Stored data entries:
····················

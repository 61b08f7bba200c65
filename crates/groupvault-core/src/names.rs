//! Drive-safe naming and ledger formatting helpers.

use chrono::{DateTime, Utc};

use crate::identity::Identity;

/// Characters Google Drive rejects or mangles in file and folder names.
const ILLEGAL: &[char] = &['\\', '/', '*', '?', ':', '"', '<', '>', '|'];

/// Header row written once into a freshly created ledger spreadsheet.
pub const LEDGER_HEADER: [&str; 6] = [
    "Timestamp",
    "Group",
    "Sender",
    "Sender ID",
    "Message ID",
    "Text",
];

/// Cleans a file or folder name for the storage provider.
///
/// Strips characters illegal in Drive names and trims surrounding
/// whitespace. Never produces an empty name: falls back to `default`.
/// Already-clean names pass through unchanged.
pub fn sanitize_name(name: &str, default: &str) -> String {
    let cleaned: String = name.chars().filter(|c| !ILLEGAL.contains(c)).collect();
    let cleaned = cleaned.trim();
    if cleaned.is_empty() {
        default.to_string()
    } else {
        cleaned.to_string()
    }
}

/// Builds the root folder name for a group.
///
/// The id suffix keeps names unique even if two groups share a title,
/// and keeps existing structure reachable after a chat rename.
pub fn root_folder_name(app_name: &str, title: &str, group: Identity) -> String {
    let title = sanitize_name(title, &group.key());
    format!("{} - {} ({})", app_name, title, group)
}

/// Builds the ledger spreadsheet title for a group.
pub fn sheet_title(title: &str, group: Identity) -> String {
    let title = sanitize_name(title, &group.key());
    format!("Text Archive - {} ({})", title, group)
}

/// Formats a timestamp for a ledger row: UTC, ISO-8601, second precision.
pub fn ledger_timestamp(at: DateTime<Utc>) -> String {
    at.format("%Y-%m-%dT%H:%M:%S").to_string()
}
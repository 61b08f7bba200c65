//! Core types for the groupvault archival bridge.
//!
//! This crate holds the domain model shared by the Google providers and
//! the bot daemon:
//!
//! - [`Identity`] - opaque chat user/group identifier
//! - [`InboundMessage`] - provider-agnostic chat message with content
//!   classification
//! - [`GroupRecord`] / [`UserRecord`] / [`PendingAction`] - persisted
//!   state records
//! - [`sanitize_name`] - Drive-safe name cleaning
//!
//! No I/O happens here; everything is plain data and pure functions.

pub mod identity;
pub mod message;
pub mod names;
pub mod record;

pub use identity::Identity;
pub use message::{Attachment, ChatKind, ContentKind, InboundMessage, MessageContent, Sender};
pub use names::{
    LEDGER_HEADER, ledger_timestamp, root_folder_name, sanitize_name, sheet_title,
};
pub use record::{
    ArchiveMode, AutoSettings, AwaitedInput, GroupRecord, PendingAction, UserRecord,
};
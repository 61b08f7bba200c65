//! In-memory authorization sessions.

use std::collections::HashMap;
use std::sync::Mutex;

use groupvault_core::Identity;
use groupvault_providers::google::DeviceFlow;

/// Owner of the in-flight device flows, keyed by identity.
///
/// Flows are deliberately not persisted: a device code is short-lived
/// and a restart simply requires the user to run `/link` again.
#[derive(Debug, Default)]
pub struct SessionCoordinator {
    flows: Mutex<HashMap<Identity, DeviceFlow>>,
}

impl SessionCoordinator {
    pub fn new() -> Self {
        Self::default()
    }

    /// Stores a flow for an identity, superseding any previous one.
    ///
    /// The orphaned device code expires on the provider side; nothing
    /// to clean up locally.
    pub fn insert(&self, identity: Identity, flow: DeviceFlow) {
        self.flows
            .lock()
            .unwrap_or_else(|e| e.into_inner())
            .insert(identity, flow);
    }

    /// Returns a copy of the identity's current flow.
    pub fn current(&self, identity: Identity) -> Option<DeviceFlow> {
        self.flows
            .lock()
            .unwrap_or_else(|e| e.into_inner())
            .get(&identity)
            .cloned()
    }

    /// Removes the identity's flow.
    pub fn remove(&self, identity: Identity) {
        self.flows
            .lock()
            .unwrap_or_else(|e| e.into_inner())
            .remove(&identity);
    }
}
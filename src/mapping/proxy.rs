use std::net::Ipv6Addr;

/// PROXY protocol header announcing `ip` as the source of a local connection.
///
/// The destination is always the loopback address of the matching family and
/// both ports are fixed placeholders.
pub fn preamble(ip: &str) -> String {
    if ip.parse::<Ipv6Addr>().is_ok() {
        format!("PROXY TCP6 {ip} ::1 1024 1024\r\n")
    } else {
        format!("PROXY TCP4 {ip} 127.0.0.1 1024 1024\r\n")
    }
}

#[cfg(test)]
mod tests {
    use super::*;

    #[test]
    fn test_preamble_family() {
        assert_eq!(
            preamble("203.0.113.5"),
            "PROXY TCP4 203.0.113.5 127.0.0.1 1024 1024\r\n"
        );
        assert_eq!(
            preamble("2001:db8::7"),
            "PROXY TCP6 2001:db8::7 ::1 1024 1024\r\n"
        );
    }
}
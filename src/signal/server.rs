use std::collections::HashMap;
use std::io;
use std::net::{IpAddr, SocketAddr};

use async_shutdown::ShutdownManager;
use bytes::Bytes;
use futures::{SinkExt, StreamExt};
use ipaclinker_core::protocol::{
    Ack, ClientArrived, ClientLeft, RelayMessage, Request, Signal, SignalEnvelope,
};
use ipaclinker_core::registry::{Registry, RegistryEvent, SessionId};
use tokio::net::{TcpListener, TcpStream, ToSocketAddrs};
use tokio::sync::mpsc::{unbounded_channel, UnboundedReceiver, UnboundedSender};
use tokio_util::codec::Framed;

use crate::signal::codec;

/// Signaling relay. Matches servers and clients by identity and forwards
/// their opaque signals; it never carries tunnel traffic.
pub struct SignalServer {
    listener: TcpListener,
    shutdown_manager: ShutdownManager<()>,
}

enum RelayEvent {
    Open {
        session: SessionId,
        ip: String,
        writer: UnboundedSender<RelayMessage>,
    },
    Request {
        session: SessionId,
        req: Request,
    },
    Closed {
        session: SessionId,
    },
}

impl SignalServer {
    pub async fn bind<A: ToSocketAddrs>(addr: A) -> io::Result<Self> {
        let listener = TcpListener::bind(addr).await?;
        Ok(Self {
            listener,
            shutdown_manager: ShutdownManager::new(),
        })
    }

    pub fn local_addr(&self) -> io::Result<SocketAddr> {
        self.listener.local_addr()
    }

    /// Triggering this manager stops the accept loop and the registry actor.
    pub fn shutdown_manager(&self) -> ShutdownManager<()> {
        self.shutdown_manager.clone()
    }

    pub async fn run(self) -> io::Result<()> {
        let SignalServer {
            listener,
            shutdown_manager,
        } = self;
        log::info!("signal server listen {}", listener.local_addr()?);
        let (actor_tx, actor_rx) = unbounded_channel();
        let actor = shutdown_manager.wrap_cancel(registry_actor(actor_rx));
        tokio::spawn(async move {
            if actor.await.is_err() {
                log::debug!("recv shutdown signal: registry actor stopped");
            }
        });

        let mut next_session = 0u64;
        loop {
            let Ok(accepted) = shutdown_manager.wrap_cancel(listener.accept()).await else {
                return Ok(());
            };
            let (stream, addr) = match accepted {
                Ok(rs) => rs,
                Err(e) => {
                    log::warn!("signal server accept e={e:?}");
                    continue;
                }
            };
            next_session += 1;
            let session = SessionId(next_session);
            log::debug!("signal connection {session} from {addr}");
            let fut = shutdown_manager.wrap_cancel(connection(
                session,
                stream,
                canonical_ip(addr.ip()),
                actor_tx.clone(),
            ));
            tokio::spawn(async move {
                let _ = fut.await;
            });
        }
    }
}

/// IPv4-mapped IPv6 peers are reported with their IPv4 address.
pub(crate) fn canonical_ip(ip: IpAddr) -> IpAddr {
    match ip {
        IpAddr::V6(v6) => v6.to_ipv4_mapped().map(IpAddr::V4).unwrap_or(ip),
        ip => ip,
    }
}

async fn connection(
    session: SessionId,
    stream: TcpStream,
    ip: IpAddr,
    actor: UnboundedSender<RelayEvent>,
) {
    let (mut sink, mut stream) = Framed::new(stream, codec()).split();
    let (writer, mut outbound) = unbounded_channel::<RelayMessage>();
    if actor
        .send(RelayEvent::Open {
            session,
            ip: ip.to_string(),
            writer: writer.clone(),
        })
        .is_err()
    {
        return;
    }
    let write_task = tokio::spawn(async move {
        while let Some(msg) = outbound.recv().await {
            let buf = match serde_json::to_vec(&msg) {
                Ok(buf) => buf,
                Err(e) => {
                    log::warn!("encode relay message e={e:?}");
                    continue;
                }
            };
            if let Err(e) = sink.send(Bytes::from(buf)).await {
                log::debug!("signal connection {session} send e={e:?}");
                break;
            }
        }
    });

    while let Some(frame) = stream.next().await {
        let buf = match frame {
            Ok(buf) => buf,
            Err(e) => {
                log::debug!("signal connection {session} recv e={e:?}");
                break;
            }
        };
        match serde_json::from_slice::<Request>(&buf) {
            Ok(req) => {
                if actor.send(RelayEvent::Request { session, req }).is_err() {
                    break;
                }
            }
            Err(e) => {
                let _ = writer.send(RelayMessage::ErrMsg(format!("invalid request: {e}")));
            }
        }
    }
    let _ = actor.send(RelayEvent::Closed { session });
    drop(writer);
    let _ = write_task.await;
    log::debug!("signal connection {session} closed");
}

struct Connection {
    ip: String,
    writer: UnboundedSender<RelayMessage>,
}

/// Owns the registry; every mutation happens here, one event at a time.
async fn registry_actor(mut events: UnboundedReceiver<RelayEvent>) {
    let (mut registry, mut bus) = Registry::new();
    let mut connections: HashMap<SessionId, Connection> = HashMap::new();
    while let Some(event) = events.recv().await {
        match event {
            RelayEvent::Open {
                session,
                ip,
                writer,
            } => {
                connections.insert(session, Connection { ip, writer });
            }
            RelayEvent::Request { session, req } => {
                if let Err(msg) = handle_request(&mut registry, &connections, session, req) {
                    reply(&connections, session, RelayMessage::ErrMsg(msg));
                }
            }
            RelayEvent::Closed { session } => {
                connections.remove(&session);
                if let Some(registration) = registry.disconnect(session) {
                    log::info!("signal connection {session} left: {registration:?}");
                }
            }
        }
        while let Ok(notice) = bus.try_recv() {
            match notice {
                RegistryEvent::ClientRegistered {
                    server_session,
                    uuid,
                    ip,
                } => reply(
                    &connections,
                    server_session,
                    RelayMessage::ClientRegistered(ClientArrived {
                        uuid: uuid.to_string(),
                        ip,
                    }),
                ),
                RegistryEvent::ClientUnregistered {
                    server_session,
                    uuid,
                } => reply(
                    &connections,
                    server_session,
                    RelayMessage::ClientUnregister(ClientLeft {
                        uuid: uuid.to_string(),
                    }),
                ),
            }
        }
    }
}

fn handle_request(
    registry: &mut Registry,
    connections: &HashMap<SessionId, Connection>,
    session: SessionId,
    req: Request,
) -> Result<(), String> {
    match req {
        Request::ServerReg(r) => {
            registry
                .register_server(session, &r)
                .map_err(|e| e.to_string())?;
            reply(connections, session, RelayMessage::ServerReg(Ack { success: true }));
        }
        Request::ClientReg(r) => {
            let ip = connections
                .get(&session)
                .map(|c| c.ip.clone())
                .unwrap_or_default();
            registry
                .register_client(session, &ip, &r)
                .map_err(|e| e.to_string())?;
            reply(connections, session, RelayMessage::ClientReg(Ack { success: true }));
        }
        Request::ServerSendSignal(env) => {
            let target = registry
                .route_to_client(&env.server, &env.uuid)
                .map_err(|e| e.to_string())?;
            reply(connections, target, RelayMessage::ServerSignal(forward(env)));
        }
        Request::ClientSendSignal(env) => {
            let target = registry
                .route_to_server(&env.server, &env.uuid)
                .map_err(|e| e.to_string())?;
            reply(connections, target, RelayMessage::ClientSignal(forward(env)));
        }
    }
    Ok(())
}

fn forward(env: SignalEnvelope) -> Signal {
    Signal {
        event: env.event,
        buf: env.buf,
        uuid: env.uuid,
    }
}

fn reply(connections: &HashMap<SessionId, Connection>, session: SessionId, msg: RelayMessage) {
    match connections.get(&session) {
        Some(conn) => {
            let _ = conn.writer.send(msg);
        }
        None => log::debug!("signal connection {session} gone, drop {msg:?}"),
    }
}
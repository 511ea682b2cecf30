use thiserror::Error;

#[derive(Error, Debug)]
pub enum Error {
    /// The local listener of a mapping could not be opened. Fatal to that
    /// mapping only.
    #[error("cannot listen on local port {port}: {source}")]
    Bind {
        port: u16,
        #[source]
        source: std::io::Error,
    },
    #[error("invalid config: {0}")]
    Config(String),
    #[error(transparent)]
    Core(#[from] ipaclinker_core::error::Error),
    #[error(transparent)]
    Io(#[from] std::io::Error),
}

pub type Result<T> = std::result::Result<T, Error>;
use std::borrow::Borrow;
use std::fmt;
use std::ops::Deref;

use rand::Rng;
use serde::{Deserialize, Serialize};

use crate::error::ProtocolError;

/// Longest identifier the registry accepts, counted in characters.
pub const MAX_ID_LEN: usize = 22;

const BASE58: &[u8] = b"123456789ABCDEFGHJKLMNPQRSTUVWXYZabcdefghijkmnopqrstuvwxyz";

/// Opaque name of a server or client endpoint in the registry.
///
/// Server identities are unique across the registry, and so are client
/// identities. Nothing else is assumed about the content.
///
/// # Examples
///
/// ```rust
/// use ipaclinker_core::protocol::node_id::NodeId;
///
/// let id = NodeId::new("S1").unwrap();
/// assert_eq!(id.as_str(), "S1");
/// assert!(NodeId::new("x".repeat(23)).is_err());
/// ```
#[derive(Hash, Eq, PartialEq, Ord, PartialOrd, Clone, Debug, Serialize, Deserialize)]
#[serde(transparent)]
pub struct NodeId(String);

impl NodeId {
    /// Validates the length limit and wraps the identifier.
    pub fn new<S: Into<String>>(id: S) -> Result<NodeId, ProtocolError> {
        let id = id.into();
        if id.chars().count() > MAX_ID_LEN {
            return Err(ProtocolError::IdentifierTooLong(id));
        }
        Ok(NodeId(id))
    }

    /// Generates a fresh 22 character base58 identity.
    ///
    /// ```rust
    /// use ipaclinker_core::protocol::node_id::{NodeId, MAX_ID_LEN};
    ///
    /// let id = NodeId::random();
    /// assert_eq!(id.len(), MAX_ID_LEN);
    /// ```
    pub fn random() -> NodeId {
        let mut rng = rand::thread_rng();
        let id = (0..MAX_ID_LEN)
            .map(|_| BASE58[rng.gen_range(0..BASE58.len())] as char)
            .collect();
        NodeId(id)
    }

    pub fn as_str(&self) -> &str {
        &self.0
    }
}

impl Deref for NodeId {
    type Target = str;

    fn deref(&self) -> &Self::Target {
        &self.0
    }
}

impl AsRef<str> for NodeId {
    fn as_ref(&self) -> &str {
        &self.0
    }
}

// Hash and Eq come from the inner string, so lookups by `&str` agree.
impl Borrow<str> for NodeId {
    fn borrow(&self) -> &str {
        &self.0
    }
}

impl fmt::Display for NodeId {
    fn fmt(&self, f: &mut fmt::Formatter<'_>) -> fmt::Result {
        f.write_str(&self.0)
    }
}

impl TryFrom<String> for NodeId {
    type Error = ProtocolError;

    fn try_from(value: String) -> Result<Self, Self::Error> {
        NodeId::new(value)
    }
}

impl TryFrom<&str> for NodeId {
    type Error = ProtocolError;

    fn try_from(value: &str) -> Result<Self, Self::Error> {
        NodeId::new(value)
    }
}

#[cfg(test)]
mod test {
    use super::*;

    #[test]
    fn test_length_limit() {
        assert!(NodeId::new("a".repeat(MAX_ID_LEN)).is_ok());
        assert_eq!(
            NodeId::new("a".repeat(MAX_ID_LEN + 1)),
            Err(ProtocolError::IdentifierTooLong("a".repeat(MAX_ID_LEN + 1)))
        );
        // characters, not bytes
        assert!(NodeId::new("节".repeat(MAX_ID_LEN)).is_ok());
    }

    #[test]
    fn test_random_alphabet() {
        let a = NodeId::random();
        let b = NodeId::random();
        assert_ne!(a, b);
        assert!(a.bytes().all(|c| BASE58.contains(&c)));
    }

    #[test]
    fn test_lookup_by_str() {
        let mut ids = std::collections::HashSet::new();
        ids.insert(NodeId::new("C1").unwrap());
        assert!(ids.contains("C1"));
        assert!(!ids.contains("C2"));
    }
}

····················

What needs to be done
In the data above, find each line where the string "mapping" appears, then copy it.

Response to this task
filename src/mapping/proxy.rs
    /// The local listener of a mapping could not be opened. Fatal to that
    /// mapping only.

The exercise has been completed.